Utilizing multiple biomarkers in medical research is crucial for the diagnostic accuracy of detecting diseases. An optimal method for combining these biomarkers is essential to maximize the Area Under the Receiver Operating Characteristic (ROC) Curve (AUC). The optimality of the likelihood ratio has been proven but the challenges persist in estimating the likelihood ratio, primarily on the estimation of multivariate density functions. In this study, we propose a non-parametric approach for estimating multivariate density functions by utilizing Smoothing Spline density estimation to approximate the full likelihood function for both diseased and non-diseased groups, which compose the likelihood ratio. Simulation results demonstrate the efficiency of our method compared to other biomarker combination techniques under various settings for generated biomarker values. Additionally, we apply the proposed method to a real-world study aimed at detecting childhood autism spectrum disorder (ASD), showcasing its practical relevance and potential for future applications in medical research. Change point detection for functional time series has attracted considerable attention from researchers. Existing methods either rely on FPCA, which may perform poorly with complex data, or use bootstrap approaches in forms that fall short in effectively detecting diverse change functions.
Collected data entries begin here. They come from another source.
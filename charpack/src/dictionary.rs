//! Deduplication of fixed-size encoded blocks.
//!
//! Entries keep first-seen order and are compared byte for byte; the first
//! match wins. Indices are stable until the empty block is promoted.

use crate::error::ConversionError;

/// Ordered set of unique blocks of `block_len` bytes
#[derive(Debug, Clone)]
pub struct BlockDictionary {
    kind: &'static str,
    block_len: usize,
    capacity: usize,
    data: Vec<u8>,
    /// First all-zero block inserted
    empty: Option<usize>,
}

impl BlockDictionary {
    /// Create a dictionary holding at most `capacity` blocks.
    ///
    /// `kind` names the blocks in errors. Blocks must be at least one byte.
    pub fn new(kind: &'static str, block_len: usize, capacity: usize) -> Result<Self, ConversionError> {
        if block_len == 0 {
            return Err(ConversionError::Format(format!("{} cannot be empty blocks", kind)));
        }
        Ok(BlockDictionary {
            kind,
            block_len,
            capacity,
            data: Vec::with_capacity(block_len * capacity),
            empty: None,
        })
    }

    /// Index of `block`, appending it when it has not been seen before
    pub fn lookup_or_insert(&mut self, block: &[u8]) -> Result<usize, ConversionError> {
        debug_assert_eq!(block.len(), self.block_len);

        if let Some(index) = self.position(block) {
            return Ok(index);
        }

        if self.len() == self.capacity {
            return Err(ConversionError::Capacity {
                kind: self.kind,
                limit: self.capacity,
            });
        }

        let index = self.len();
        self.data.extend_from_slice(block);
        if self.empty.is_none() && block.iter().all(|&b| b == 0) {
            self.empty = Some(index);
        }
        Ok(index)
    }

    /// Index of the first entry equal to `block`
    pub fn position(&self, block: &[u8]) -> Option<usize> {
        self.iter().position(|entry| entry == block)
    }

    /// Move the empty block to index 0.
    ///
    /// The block at 0 and the empty block at `e` swap places, and every
    /// reference in `map` to one is rewritten to the other. Returns `e` when
    /// a swap happened.
    pub fn promote_empty_to_front(&mut self, map: &mut [usize]) -> Option<usize> {
        let empty = self.empty.filter(|&e| e > 0)?;

        for index in map.iter_mut() {
            if *index == 0 {
                *index = empty;
            } else if *index == empty {
                *index = 0;
            }
        }

        let (front, rest) = self.data.split_at_mut(empty * self.block_len);
        front[..self.block_len].swap_with_slice(&mut rest[..self.block_len]);
        self.empty = Some(0);

        Some(empty)
    }

    pub fn get(&self, index: usize) -> &[u8] {
        &self.data[index * self.block_len..(index + 1) * self.block_len]
    }

    pub fn iter(&self) -> impl Iterator<Item = &[u8]> + '_ {
        self.data.chunks_exact(self.block_len)
    }

    /// All blocks concatenated in index order
    pub fn as_bytes(&self) -> &[u8] {
        &self.data
    }

    pub fn len(&self) -> usize {
        self.data.len() / self.block_len
    }

    pub fn is_empty(&self) -> bool {
        self.data.is_empty()
    }

    pub fn block_len(&self) -> usize {
        self.block_len
    }

    /// Index of the empty block, if one was inserted
    pub fn empty_index(&self) -> Option<usize> {
        self.empty
    }
}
In our study, we propose a novel self-normalized test for functional time series implemented via a non-overlapping block bootstrap to circumvent reliance on FPCA. The SN factor ensures both monotonic power and adaptability for detecting diverse change functions on complex data. We also demonstrate our test's robustness in detecting changes in the autocovariance operator. Simulation studies confirm the superior performance of our test across various settings, and real-world applications further illustrate its practical utility.